[TASK TO CARRY OUT]: Write out the full listing, matching it line for line.

[INPUT MATERIAL]:
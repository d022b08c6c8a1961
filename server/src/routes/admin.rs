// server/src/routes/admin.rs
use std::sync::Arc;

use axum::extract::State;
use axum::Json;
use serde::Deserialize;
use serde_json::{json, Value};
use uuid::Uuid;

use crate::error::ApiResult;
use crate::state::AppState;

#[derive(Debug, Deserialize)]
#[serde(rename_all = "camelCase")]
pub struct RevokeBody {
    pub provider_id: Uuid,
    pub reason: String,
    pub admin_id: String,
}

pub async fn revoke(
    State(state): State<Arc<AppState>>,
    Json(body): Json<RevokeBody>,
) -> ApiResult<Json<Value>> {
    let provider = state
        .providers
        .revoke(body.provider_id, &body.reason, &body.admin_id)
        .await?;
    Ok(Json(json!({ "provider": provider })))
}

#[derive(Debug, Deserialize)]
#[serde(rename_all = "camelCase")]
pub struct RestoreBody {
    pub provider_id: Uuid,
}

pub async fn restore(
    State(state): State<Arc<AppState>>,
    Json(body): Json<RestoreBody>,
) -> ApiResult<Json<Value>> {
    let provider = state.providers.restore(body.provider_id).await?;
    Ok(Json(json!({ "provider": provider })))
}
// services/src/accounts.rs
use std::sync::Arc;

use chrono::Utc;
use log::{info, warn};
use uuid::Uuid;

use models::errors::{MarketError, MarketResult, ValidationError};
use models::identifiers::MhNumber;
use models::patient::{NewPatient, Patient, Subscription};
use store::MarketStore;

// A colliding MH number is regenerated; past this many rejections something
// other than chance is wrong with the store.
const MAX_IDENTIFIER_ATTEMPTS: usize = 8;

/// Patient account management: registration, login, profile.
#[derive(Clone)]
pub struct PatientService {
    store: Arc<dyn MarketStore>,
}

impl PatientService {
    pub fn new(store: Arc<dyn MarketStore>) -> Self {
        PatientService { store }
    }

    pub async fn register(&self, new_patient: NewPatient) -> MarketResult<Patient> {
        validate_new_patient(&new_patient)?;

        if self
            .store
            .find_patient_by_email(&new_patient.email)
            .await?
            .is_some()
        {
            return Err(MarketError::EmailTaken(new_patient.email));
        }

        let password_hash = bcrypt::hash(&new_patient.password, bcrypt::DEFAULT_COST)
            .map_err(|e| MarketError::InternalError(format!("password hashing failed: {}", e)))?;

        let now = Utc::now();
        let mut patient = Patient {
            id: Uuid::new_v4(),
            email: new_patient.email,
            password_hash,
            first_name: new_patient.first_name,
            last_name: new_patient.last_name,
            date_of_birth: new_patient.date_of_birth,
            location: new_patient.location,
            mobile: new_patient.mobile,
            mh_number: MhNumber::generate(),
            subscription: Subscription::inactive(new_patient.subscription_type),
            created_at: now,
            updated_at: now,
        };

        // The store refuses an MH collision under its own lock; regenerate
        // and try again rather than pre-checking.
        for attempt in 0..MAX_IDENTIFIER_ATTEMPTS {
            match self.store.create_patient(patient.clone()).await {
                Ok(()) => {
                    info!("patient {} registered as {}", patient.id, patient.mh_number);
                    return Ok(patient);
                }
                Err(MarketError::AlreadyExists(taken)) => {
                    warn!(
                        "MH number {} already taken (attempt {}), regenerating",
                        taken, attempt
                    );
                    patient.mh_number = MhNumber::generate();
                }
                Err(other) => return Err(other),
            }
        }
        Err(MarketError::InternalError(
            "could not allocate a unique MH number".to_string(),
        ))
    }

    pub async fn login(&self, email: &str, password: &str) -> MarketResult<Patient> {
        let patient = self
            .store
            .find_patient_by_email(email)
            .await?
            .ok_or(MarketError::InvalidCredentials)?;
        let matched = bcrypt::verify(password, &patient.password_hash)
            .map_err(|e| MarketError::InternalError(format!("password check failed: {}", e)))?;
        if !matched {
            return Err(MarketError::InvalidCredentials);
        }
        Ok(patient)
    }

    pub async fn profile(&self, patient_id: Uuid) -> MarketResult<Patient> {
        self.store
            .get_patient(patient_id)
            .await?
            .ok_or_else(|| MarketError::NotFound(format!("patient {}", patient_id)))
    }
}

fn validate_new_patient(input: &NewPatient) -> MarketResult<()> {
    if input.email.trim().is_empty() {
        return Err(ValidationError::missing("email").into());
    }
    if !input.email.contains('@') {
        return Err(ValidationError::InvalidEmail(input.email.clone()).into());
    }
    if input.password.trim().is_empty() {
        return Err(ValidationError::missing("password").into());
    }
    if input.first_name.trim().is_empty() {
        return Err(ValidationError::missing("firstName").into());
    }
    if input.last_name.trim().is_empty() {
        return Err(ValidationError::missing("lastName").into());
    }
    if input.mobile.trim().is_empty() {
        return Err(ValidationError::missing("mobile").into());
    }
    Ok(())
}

[SOLUTION]:
repository d022b08c6c8a1961
filename server/src/routes/admin.rs
// server/src/routes/admin.rs
use std::sync::Arc;

use axum::extract::State;
use axum::Json;
use serde::Deserialize;
use serde_json::{json, Value};
use uuid::Uuid;

use crate::error::ApiResult;
use crate::state::AppState;

#[derive(Debug, Deserialize)]
#[serde(rename_all = "camelCase")]
pub struct RevokeBody {
    pub provider_id: Uuid,
    pub reason: String,
    pub admin_id: String,
}

pub async fn revoke(
    State(state): State<Arc<AppState>>,
    Json(body): Json<RevokeBody>,
) -> ApiResult<Json<Value>> {
    let provider = state
        .providers
        .revoke(body.provider_id, &body.reason, &body.admin_id)
        .await?;
    Ok(Json(json!({ "provider": provider })))
}

#[derive(Debug, Deserialize)]
#[serde(rename_all = "camelCase")]
pub struct RestoreBody {
    pub provider_id: Uuid,
}

pub async fn restore(
    State(state): State<Arc<AppState>>,
    Json(body): Json<RestoreBody>,
) -> ApiResult<Json<Value>> {
    let provider = state.providers.restore(body.provider_id).await?;
    Ok(Json(json!({ "provider": provider })))
}
// services/src/accounts.rs
use std::sync::Arc;

use chrono::Utc;
use log::{info, warn};
use uuid::Uuid;

use models::errors::{MarketError, MarketResult, ValidationError};
use models::identifiers::MhNumber;
use models::patient::{NewPatient, Patient, Subscription};
use store::MarketStore;

// A colliding MH number is regenerated; past this many rejections something
// other than chance is wrong with the store.
const MAX_IDENTIFIER_ATTEMPTS: usize = 8;

/// Patient account management: registration, login, profile.
#[derive(Clone)]
pub struct PatientService {
    store: Arc<dyn MarketStore>,
}

impl PatientService {
    pub fn new(store: Arc<dyn MarketStore>) -> Self {
        PatientService { store }
    }

    pub async fn register(&self, new_patient: NewPatient) -> MarketResult<Patient> {
        validate_new_patient(&new_patient)?;

        if self
            .store
            .find_patient_by_email(&new_patient.email)
            .await?
            .is_some()
        {
            return Err(MarketError::EmailTaken(new_patient.email));
        }

        let password_hash = bcrypt::hash(&new_patient.password, bcrypt::DEFAULT_COST)
            .map_err(|e| MarketError::InternalError(format!("password hashing failed: {}", e)))?;

        let now = Utc::now();
        let mut patient = Patient {
            id: Uuid::new_v4(),
            email: new_patient.email,
            password_hash,
            first_name: new_patient.first_name,
            last_name: new_patient.last_name,
            date_of_birth: new_patient.date_of_birth,
            location: new_patient.location,
            mobile: new_patient.mobile,
            mh_number: MhNumber::generate(),
            subscription: Subscription::inactive(new_patient.subscription_type),
            created_at: now,
            updated_at: now,
        };

        // The store refuses an MH collision under its own lock; regenerate
        // and try again rather than pre-checking.
        for attempt in 0..MAX_IDENTIFIER_ATTEMPTS {
            match self.store.create_patient(patient.clone()).await {
                Ok(()) => {
                    info!("patient {} registered as {}", patient.id, patient.mh_number);
                    return Ok(patient);
                }
                Err(MarketError::AlreadyExists(taken)) => {
                    warn!(
                        "MH number {} already taken (attempt {}), regenerating",
                        taken, attempt
                    );
                    patient.mh_number = MhNumber::generate();
                }
                Err(other) => return Err(other),
            }
        }
        Err(MarketError::InternalError(
            "could not allocate a unique MH number".to_string(),
        ))
    }

    pub async fn login(&self, email: &str, password: &str) -> MarketResult<Patient> {
        let patient = self
            .store
            .find_patient_by_email(email)
            .await?
            .ok_or(MarketError::InvalidCredentials)?;
        let matched = bcrypt::verify(password, &patient.password_hash)
            .map_err(|e| MarketError::InternalError(format!("password check failed: {}", e)))?;
        if !matched {
            return Err(MarketError::InvalidCredentials);
        }
        Ok(patient)
    }

    pub async fn profile(&self, patient_id: Uuid) -> MarketResult<Patient> {
        self.store
            .get_patient(patient_id)
            .await?
            .ok_or_else(|| MarketError::NotFound(format!("patient {}", patient_id)))
    }
}

fn validate_new_patient(input: &NewPatient) -> MarketResult<()> {
    if input.email.trim().is_empty() {
        return Err(ValidationError::missing("email").into());
    }
    if !input.email.contains('@') {
        return Err(ValidationError::InvalidEmail(input.email.clone()).into());
    }
    if input.password.trim().is_empty() {
        return Err(ValidationError::missing("password").into());
    }
    if input.first_name.trim().is_empty() {
        return Err(ValidationError::missing("firstName").into());
    }
    if input.last_name.trim().is_empty() {
        return Err(ValidationError::missing("lastName").into());
    }
    if input.mobile.trim().is_empty() {
        return Err(ValidationError::missing("mobile").into());
    }
    Ok(())
}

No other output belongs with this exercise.